## [SUPPLIED RECORDS]

//! Route and rule facade
//!
//! The operations the routing daemon calls: install, delete and replace
//! routes, dump foreign routes and local addresses, and drain kernel change
//! notifications into a [`ChangeMask`].

use crate::codec::{self, DumpKind, KernelRoute, RouteTarget};
use crate::config::RtsyncConfig;
use crate::error::Result;
use crate::netlink::{Connector, KernelConnector, Transport};
use crate::table::{RuleInstaller, TableAllocator};
use crate::types::{AddressFilter, ChangeMask, DumpResult, ObservedRule, RouteOp, RouteOrigin, RouteRecord};
use netlink_packet_route::RouteNetlinkMessage;
use rtsync_types::{Family, IpPrefix};
use std::os::fd::RawFd;
use tracing::{debug, info, instrument, trace, warn};

/// Receives the result of a notification drain
pub trait ChangeHandler {
    /// Whether link changes on `name` matter to the daemon.
    fn is_tracked_link(&self, _name: &str) -> bool {
        true
    }

    /// Called at most once per drain, with a non-empty mask.
    fn on_change(&mut self, mask: ChangeMask);
}

impl<F: FnMut(ChangeMask)> ChangeHandler for F {
    fn on_change(&mut self, mask: ChangeMask) {
        self(mask)
    }
}

/// Policy rules installed through the command channel
/// Rule changes sent over the command channel, tagged with our protocol
struct CommandRules<'a, C: Connector>(&'a mut Transport<C>, u8);

impl<C: Connector> RuleInstaller for CommandRules<'_, C> {
    fn add_rule(&mut self, priority: u32, src: &IpPrefix, table: u32) -> Result<()> {
        debug!(priority, %src, table, "Add rule");
        self.0.talk(codec::rule_add_request(priority, src, table, self.1))
    }

    fn flush_rule(&mut self, priority: u32, family: Family) -> Result<()> {
        debug!(priority, %family, "Flush rule");
        self.0.talk(codec::rule_flush_request(priority, family))
    }
}

/// Which kernel routes count as foreign
#[derive(Debug, Clone)]
struct RouteFilter {
    protocol: u8,
    import_tables: Vec<u32>,
}

impl RouteFilter {
    fn is_own(&self, route: &KernelRoute) -> bool {
        route.record.origin == RouteOrigin::Protocol(self.protocol)
    }

    /// Routes installed by someone else into an imported table, excluding
    /// cache entries, martians and unreachable defaults.
    fn accepts_foreign(&self, route: &KernelRoute) -> bool {
        let record = &route.record;
        if self.is_own(route) || route.cloned {
            return false;
        }
        if !self.import_tables.contains(&route.table) {
            trace!(table = route.table, dest = %record.dest, "Route not in an imported table");
            return false;
        }
        if record.dest.is_martian() || record.src.is_some_and(|s| s.is_martian()) {
            return false;
        }
        !record.is_unreachable_default()
    }
}

/// Kernel routing table and policy rule synchronization
pub struct KernelRouting<C: Connector = KernelConnector> {
    transport: Transport<C>,
    allocator: TableAllocator,
    filter: RouteFilter,
    source_specific: bool,
}

impl KernelRouting<KernelConnector> {
    /// Open the command channel to the kernel.
    pub fn open(config: &RtsyncConfig) -> Result<Self> {
        let connector = KernelConnector::new(config.netlink.recv_buffer_size);
        let mut routing = Self::new(config, connector);
        routing.setup()?;
        Ok(routing)
    }
}

impl<C: Connector> KernelRouting<C> {
    pub fn new(config: &RtsyncConfig, connector: C) -> Self {
        Self {
            transport: Transport::new(connector, config.wait_timeout()),
            allocator: TableAllocator::from_config(config),
            filter: RouteFilter {
                protocol: config.netlink.protocol,
                import_tables: config.tables.import_tables.clone(),
            },
            source_specific: config.source.enabled,
        }
    }

    /// Open the command channel.
    pub fn setup(&mut self) -> Result<()> {
        self.transport.open_command()
    }

    /// Open the listen channel.
    pub fn setup_listener(&mut self) -> Result<()> {
        self.transport.open_listen()
    }

    /// Descriptor to poll for pending notifications.
    pub fn listen_fd(&self) -> Option<RawFd> {
        self.transport.listen_fd()
    }

    /// Identifies the current listen channel; see [`Transport::listen_generation`].
    pub fn listen_generation(&self) -> u64 {
        self.transport.listen_generation()
    }

    pub fn allocator(&self) -> &TableAllocator {
        &self.allocator
    }

    pub fn transport(&self) -> &Transport<C> {
        &self.transport
    }

    /// Install or remove `route`.
    ///
    /// Family disagreement is rejected before anything is sent, and an
    /// unreachable default route is silently accepted without a kernel call.
    #[instrument(skip(self), fields(route = %route))]
    pub fn change_route(&mut self, op: RouteOp, route: &RouteRecord) -> Result<()> {
        route.check_family()?;

        if route.is_unreachable_default() {
            debug!("Ignoring unreachable default route");
            return Ok(());
        }

        let src = if self.source_specific { route.source() } else { None };
        let table = self
            .allocator
            .resolve(src, &mut CommandRules(&mut self.transport, self.filter.protocol))?;
        let target = RouteTarget {
            table,
            protocol: self.filter.protocol,
            with_source: src.is_some_and(|s| s.is_ipv6()) && self.allocator.ipv6_subtrees(),
        };

        debug!(?op, table, "Route change");
        self.transport
            .talk(codec::route_request(op, route, &target))
    }

    pub fn add_route(&mut self, route: &RouteRecord) -> Result<()> {
        self.change_route(RouteOp::Add, route)
    }

    pub fn delete_route(&mut self, route: &RouteRecord) -> Result<()> {
        self.change_route(RouteOp::Delete, route)
    }

    /// Move `old` to the next hop, interface and metric of `new`.
    ///
    /// A no-op when those are unchanged. Otherwise the old route is deleted
    /// and the new one added as two separate requests; the add finding the
    /// route already present counts as success.
    #[instrument(skip(self), fields(old = %old, new = %new))]
    pub fn replace_route(&mut self, old: &RouteRecord, new: &RouteRecord) -> Result<()> {
        if old.same_forwarding(new) && old.dest == new.dest && old.src == new.src {
            trace!("Route unchanged");
            return Ok(());
        }
        old.check_family()?;
        new.check_family()?;

        if let Err(e) = self.delete_route(old) {
            debug!(error = %e, "Deleting replaced route failed");
        }

        match self.add_route(new) {
            Err(e) if e.is_exists() => {
                debug!("Replacement route already present");
                Ok(())
            }
            other => other,
        }
    }

    /// Routes installed by others in the imported tables, IPv6 first.
    ///
    /// At most `max` records are returned; `found` counts every match. Each
    /// family's route dump is followed by a rule dump that reconciles the
    /// source table rules.
    #[instrument(skip(self))]
    pub fn dump_routes(&mut self, max: usize) -> Result<DumpResult> {
        let mut dump = DumpResult::with_capacity(max);

        for family in Family::ALL {
            let filter = &self.filter;
            self.transport
                .dump(codec::dump_request(DumpKind::Routes, Some(family)), |msg| {
                    let Some(route) = decode_route_message(msg)? else {
                        return Ok(0);
                    };
                    if !filter.accepts_foreign(&route) {
                        return Ok(0);
                    }
                    trace!(route = %route.record, table = route.table, "Found kernel route");
                    dump.push(route.record, max);
                    Ok(1)
                })?;

            if self.source_specific {
                self.reconcile_rules(family)?;
            }
        }

        debug!(found = dump.found, kept = dump.records.len(), "Dumped kernel routes");
        Ok(dump)
    }

    /// Routes carrying our own protocol tag, in any table.
    #[instrument(skip(self))]
    pub fn dump_installed_routes(&mut self, max: usize) -> Result<DumpResult> {
        let mut dump = DumpResult::with_capacity(max);

        for family in Family::ALL {
            let filter = &self.filter;
            self.transport
                .dump(codec::dump_request(DumpKind::Routes, Some(family)), |msg| {
                    let Some(route) = decode_route_message(msg)? else {
                        return Ok(0);
                    };
                    if !filter.is_own(&route) || route.cloned {
                        return Ok(0);
                    }
                    dump.push(route.record, max);
                    Ok(1)
                })?;
        }

        Ok(dump)
    }

    /// Dump the kernel's rules for `family` and bring them in line with the
    /// allocator. Returns the number of rules reinstalled.
    #[instrument(skip(self))]
    pub fn reconcile_rules(&mut self, family: Family) -> Result<usize> {
        let mut observed: Vec<ObservedRule> = Vec::new();
        self.transport
            .dump(codec::dump_request(DumpKind::Rules, Some(family)), |msg| {
                if let RouteNetlinkMessage::NewRule(rule) = msg {
                    if let Some(rule) = codec::decode_rule(rule)? {
                        observed.push(rule);
                        return Ok(1);
                    }
                }
                Ok(0)
            })?;

        trace!(rules = observed.len(), %family, "Dumped kernel rules");
        Ok(self
            .allocator
            .reconcile(&observed, family, &mut CommandRules(&mut self.transport, self.filter.protocol)))
    }

    /// Interface addresses as host route records.
    #[instrument(skip(self))]
    pub fn dump_addresses(&mut self, filter: AddressFilter, max: usize) -> Result<DumpResult> {
        let mut dump = DumpResult::with_capacity(max);

        self.transport
            .dump(codec::dump_request(DumpKind::Addresses, None), |msg| {
                let RouteNetlinkMessage::NewAddress(addr) = msg else {
                    return Ok(0);
                };
                let Some(addr) = codec::decode_address(addr)? else {
                    return Ok(0);
                };
                if filter.ifindex.is_some_and(|i| i != addr.ifindex) {
                    return Ok(0);
                }
                let host = IpPrefix::host(addr.address);
                if host.is_link_local() != filter.link_local {
                    return Ok(0);
                }
                if !filter.link_local && host.is_martian() {
                    return Ok(0);
                }
                trace!(ifindex = addr.ifindex, address = %addr.address, "Found address");
                dump.push(addr.to_record(), max);
                Ok(1)
            })?;

        Ok(dump)
    }

    /// Read every pending notification and report what changed.
    ///
    /// The handler is called once if anything relevant changed. When the
    /// listen channel fails it is reopened and every change bit is
    /// reported, since notifications may have been lost.
    #[instrument(skip_all)]
    pub fn drain_changes<H>(&mut self, handler: &mut H) -> Result<ChangeMask>
    where
        H: ChangeHandler + ?Sized,
    {
        self.transport.open_listen()?;

        let mut mask = ChangeMask::empty();
        let filter = &self.filter;
        let allocator = &self.allocator;
        let tracked = &*handler;
        let result = self.transport.drain_listen(|msg| {
            let changed = classify_notification(msg, filter, allocator, tracked);
            if !changed.is_empty() {
                mask |= changed;
                return Ok(1);
            }
            Ok(0)
        });

        match result {
            Ok(_) => {}
            Err(e) if e.is_channel_fatal() => {
                warn!(error = %e, "Listen channel failed, reporting all changes");
                mask = ChangeMask::all();
                if let Err(e) = self.transport.open_listen() {
                    warn!(error = %e, "Cannot reopen listen channel");
                }
            }
            Err(e) => return Err(e),
        }

        if !mask.is_empty() {
            debug!(%mask, "Kernel tables changed");
            handler.on_change(mask);
        }
        Ok(mask)
    }

    /// Flush every allocated rule and close both channels.
    #[instrument(skip(self))]
    pub fn teardown(&mut self) {
        self.allocator
            .teardown(&mut CommandRules(&mut self.transport, self.filter.protocol));
        self.transport.close_listen();
        self.transport.close_command();
        info!("Kernel routing released");
    }
}

fn decode_route_message(msg: &RouteNetlinkMessage) -> Result<Option<KernelRoute>> {
    match msg {
        RouteNetlinkMessage::NewRoute(route) => codec::decode_route(route),
        _ => Ok(None),
    }
}

/// Change bit a notification contributes, if it is relevant.
fn classify_notification<H>(
    msg: &RouteNetlinkMessage,
    filter: &RouteFilter,
    allocator: &TableAllocator,
    handler: &H,
) -> ChangeMask
where
    H: ChangeHandler + ?Sized,
{
    match msg {
        RouteNetlinkMessage::NewRoute(route) | RouteNetlinkMessage::DelRoute(route) => {
            match codec::decode_route(route) {
                Ok(Some(route)) if filter.accepts_foreign(&route) => ChangeMask::ROUTE,
                Ok(_) => ChangeMask::empty(),
                Err(e) => {
                    warn!(error = %e, "Undecodable route notification");
                    ChangeMask::empty()
                }
            }
        }
        RouteNetlinkMessage::NewLink(link) | RouteNetlinkMessage::DelLink(link) => {
            match codec::link_name(link) {
                Some(name) if handler.is_tracked_link(name) => {
                    trace!(name, index = link.header.index, "Link change");
                    ChangeMask::LINK
                }
                _ => ChangeMask::empty(),
            }
        }
        RouteNetlinkMessage::NewAddress(addr) | RouteNetlinkMessage::DelAddress(addr) => {
            match codec::decode_address(addr) {
                Ok(Some(_)) => ChangeMask::ADDRESS,
                Ok(None) => ChangeMask::empty(),
                Err(e) => {
                    warn!(error = %e, "Undecodable address notification");
                    ChangeMask::empty()
                }
            }
        }
        RouteNetlinkMessage::NewRule(rule) | RouteNetlinkMessage::DelRule(rule) => {
            match codec::decode_rule(rule) {
                Ok(Some(rule)) if touches_allocator(&rule, allocator) => ChangeMask::RULE,
                Ok(_) => ChangeMask::empty(),
                Err(e) => {
                    warn!(error = %e, "Undecodable rule notification");
                    ChangeMask::empty()
                }
            }
        }
        other => {
            trace!(message = ?other, "Unexpected notification");
            ChangeMask::empty()
        }
    }
}

/// A rule change in the allocator's priority range.
fn touches_allocator(rule: &ObservedRule, allocator: &TableAllocator) -> bool {
    let Some(priority) = rule.priority else {
        return false;
    };
    if rule.src.is_some_and(|s| s.is_martian()) {
        return false;
    }
    let first = allocator.priority_of(0);
    priority >= first && priority - first < allocator.capacity() as u32
}

impl<C: Connector> Drop for KernelRouting<C> {
    fn drop(&mut self) {
        if !self.allocator.is_empty() {
            warn!(tables = self.allocator.len(), "Dropping kernel routing without teardown");
        }
    }
}
//! Interface name and index resolution

use crate::error::{Result, RtsyncError};
use std::collections::HashMap;
use tracing::trace;

/// Interface name cache, filled from the system on first lookup
#[derive(Debug, Default)]
pub struct InterfaceCache {
    by_index: HashMap<u32, String>,
}

impl InterfaceCache {
    /// Look up interface name by index
    pub fn get(&self, ifindex: u32) -> Option<&str> {
        self.by_index.get(&ifindex).map(|s| s.as_str())
    }

    /// Add interface to cache
    pub fn insert(&mut self, ifindex: u32, name: impl Into<String>) {
        self.by_index.insert(ifindex, name.into());
    }

    /// Resolve interface name, querying system if not cached
    pub fn resolve(&mut self, ifindex: u32) -> Result<&str> {
        if !self.by_index.contains_key(&ifindex) {
            let name = index_to_name(ifindex)?;
            trace!(ifindex, %name, "Resolved interface name");
            self.by_index.insert(ifindex, name);
        }
        self.get(ifindex)
            .ok_or_else(|| RtsyncError::InterfaceNotFound(ifindex.to_string()))
    }
}

/// Kernel index of the interface called `name`.
pub fn name_to_index(name: &str) -> Result<u32> {
    nix::net::if_::if_nametoindex(name)
        .map_err(|e| RtsyncError::InterfaceNotFound(format!("{}: {}", name, e)))
}

/// Name of the interface with kernel index `ifindex`.
pub fn index_to_name(ifindex: u32) -> Result<String> {
    nix::net::if_::if_indextoname(ifindex)
        .map(|name| name.to_string_lossy().into_owned())
        .map_err(|e| RtsyncError::InterfaceNotFound(format!("index {}: {}", ifindex, e)))
}

#[cfg(test)]
mod tests {
    use super::*;

    #[test]
    fn test_cache_insert_and_get() {
        let mut cache = InterfaceCache::default();
        cache.insert(7, "eth7");
        assert_eq!(cache.get(7), Some("eth7"));
        assert_eq!(cache.resolve(7).unwrap(), "eth7");
        assert_eq!(cache.get(8), None);
    }

    #[test]
    fn test_unknown_name() {
        assert!(matches!(
            name_to_index("no-such-if0"),
            Err(RtsyncError::InterfaceNotFound(_))
        ));
    }

    #[test]
    fn test_unknown_index() {
        let mut cache = InterfaceCache::default();
        assert!(cache.resolve(u32::MAX - 1).is_err());
    }
}
//! One-shot report fetch, printed as JSON.
//!
//! Uses the same retrieval pipeline as the server, including the
//! snapshot fallback, so an offline run replays the last stored data.

use crate::report::{ReportKind, ReportQuery, DEFAULT_BASE_URL};
use crate::retrieve::Retriever;
use crate::scrape::fetch::{Fetcher, DEFAULT_TIMEOUT};
use crate::store::{self, SnapshotStore};
use anyhow::{Context, Result};
use std::path::PathBuf;
use std::sync::Arc;

pub async fn run(
    kind: ReportKind,
    year: i32,
    sub_option: Option<u8>,
    data_dir: Option<PathBuf>,
    base_url: Option<String>,
) -> Result<()> {
    let query = ReportQuery::new(kind, year, sub_option).context("invalid report parameters")?;

    let data_dir = data_dir.unwrap_or_else(store::default_data_dir);
    let snapshots = Arc::new(SnapshotStore::open(&data_dir.join("snapshots.db"))?);
    let base_url = base_url.unwrap_or_else(|| DEFAULT_BASE_URL.to_string());
    let retriever = Retriever::new(Fetcher::new(DEFAULT_TIMEOUT), snapshots, base_url);

    let sections = retriever
        .retrieve(&query)
        .await
        .context("no live or cached data for this report")?;

    println!("{}", serde_json::to_string_pretty(&sections)?);
    Ok(())
}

## [TASK PROMPT]
Write out a verbatim copy of the data, beginning with its first line and ending with the line that contains "notifications into a".

## [FINISHED EXERCISE]
//! Route and rule facade
//!
//! The operations the routing daemon calls: install, delete and replace
//! routes, dump foreign routes and local addresses, and drain kernel change
//! notifications into a [`ChangeMask`].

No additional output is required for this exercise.